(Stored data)
============================================================
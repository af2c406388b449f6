//! Bootstrap-Dispatcher
//!
//! Runs the startup sequence in a fixed order and stops at the first
//! failure:
//! 1. normalize the environment (at construction)
//! 2. enter the working root
//! 3. install the package
//! 4. resolve the mode keyword
//! 5. split off the argument tail
//! 6. re-source the service account's profile
//! 7. drop privileges and launch

use std::ffi::OsString;
use std::fs;
use std::io;
use std::path::PathBuf;

use tracing::{debug, info, warn};

use crate::config::EntrypointConfig;
use crate::environment::ProcessEnvironment;
use crate::error::{EntrypointError, Result};
use crate::identity::{is_privileged, Identity};
use crate::installer::{Installer, PipInstaller};
use crate::launcher::{
    Invocation, LaunchStrategy, Launcher, RunuserLauncher, DEFAULT_SWITCH_PROGRAM,
};
use crate::mode::split_mode;
use crate::profile::{ProfileLoader, ShellProfileLoader};

/// The production collaborators
pub type SystemDispatcher = Dispatcher<PipInstaller, ShellProfileLoader, RunuserLauncher>;

pub struct Dispatcher<I, P, L> {
    config: EntrypointConfig,
    env: ProcessEnvironment,
    identity: Option<Identity>,
    installer: I,
    profiles: P,
    launcher: L,
}

impl SystemDispatcher {
    /// Dispatcher over the real installer, shell and runuser, inheriting
    /// the current process environment. As root the profile is sourced
    /// through runuser so it never runs with root privileges.
    pub fn from_config(config: EntrypointConfig) -> Self {
        let installer = PipInstaller::new(config.pip.clone());
        let strategy = if config.no_exec {
            LaunchStrategy::Spawn
        } else {
            LaunchStrategy::Exec
        };
        let profiles = if is_privileged() {
            ShellProfileLoader::as_account(DEFAULT_SWITCH_PROGRAM)
        } else {
            ShellProfileLoader::default()
        };
        Dispatcher::new(
            config,
            std::env::vars_os(),
            installer,
            profiles,
            RunuserLauncher::new(strategy),
        )
    }
}

impl<I, P, L> Dispatcher<I, P, L>
where
    I: Installer,
    P: ProfileLoader,
    L: Launcher,
{
    pub fn new<E, K, V>(
        config: EntrypointConfig,
        inherited: E,
        installer: I,
        profiles: P,
        launcher: L,
    ) -> Self
    where
        E: IntoIterator<Item = (K, V)>,
        K: Into<OsString>,
        V: Into<OsString>,
    {
        Self {
            config,
            env: ProcessEnvironment::normalized(inherited),
            identity: None,
            installer,
            profiles,
            launcher,
        }
    }

    /// Use a known account instead of looking it up in passwd
    pub fn with_identity(mut self, identity: Identity) -> Self {
        self.identity = Some(identity);
        self
    }

    /// The normalized environment. Available before any argument is
    /// looked at, so it holds on the usage-error path too.
    pub fn environment(&self) -> &ProcessEnvironment {
        &self.env
    }

    pub fn config(&self) -> &EntrypointConfig {
        &self.config
    }

    pub fn installer(&self) -> &I {
        &self.installer
    }

    pub fn profiles(&self) -> &P {
        &self.profiles
    }

    pub fn launcher(&self) -> &L {
        &self.launcher
    }

    /// Steps 2 through 6: everything short of launching
    pub fn resolve(&self, args: &[OsString]) -> Result<Invocation> {
        let root = self.enter_root()?;

        if self.config.skip_install {
            info!("package installation skipped");
        } else {
            self.installer.install(&root, &self.env)?;
        }

        let (mode, tail) = split_mode(args)?;
        let target = mode.target(&self.config.python);
        debug!(%mode, program = %target.program, tail = ?tail, "mode resolved");

        let identity = match &self.identity {
            Some(identity) => identity.clone(),
            None => Identity::lookup(&self.config.user)?,
        };
        // A relative profile path is taken from the working root
        let profile = match &self.config.profile {
            Some(profile) if profile.is_relative() => root.join(profile),
            Some(profile) => profile.clone(),
            None => identity.default_profile(),
        };
        let defaults = self.profiles.load(&profile, &identity, &self.env, &root)?;
        let env = self.env.merged_with_defaults(&defaults);

        let mut forwarded: Vec<OsString> =
            target.fixed_args.into_iter().map(OsString::from).collect();
        forwarded.extend(tail);

        Ok(Invocation {
            mode,
            user: identity.name,
            program: target.program,
            args: forwarded,
            working_dir: root,
            env,
        })
    }

    /// Resolve and launch. Returns the exit code to report when the
    /// launcher waited on the target instead of replacing the process.
    pub fn dispatch(&self, args: &[OsString]) -> Result<i32> {
        let invocation = self.resolve(args)?;
        if !is_privileged() {
            warn!(
                user = %invocation.user,
                "not running as root; switching identity will likely fail"
            );
        }
        self.launcher.launch(&invocation)
    }

    fn enter_root(&self) -> Result<PathBuf> {
        let root = &self.config.root;
        let working_root_error = |source: io::Error| EntrypointError::WorkingRoot {
            path: root.clone(),
            source,
        };

        let metadata = fs::metadata(root).map_err(working_root_error)?;
        if !metadata.is_dir() {
            return Err(working_root_error(io::Error::other("not a directory")));
        }
        let root = fs::canonicalize(root).map_err(working_root_error)?;
        debug!(root = %root.display(), "entered working root");
        Ok(root)
    }
}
============================================================
- ABOUT THIS TASK -
All lines above in which the word "clone" occurs should be identified and copied.

- YOUR RESPONSE -
        let installer = PipInstaller::new(config.pip.clone());
            Some(identity) => identity.clone(),
            Some(profile) => profile.clone(),
            path: root.clone(),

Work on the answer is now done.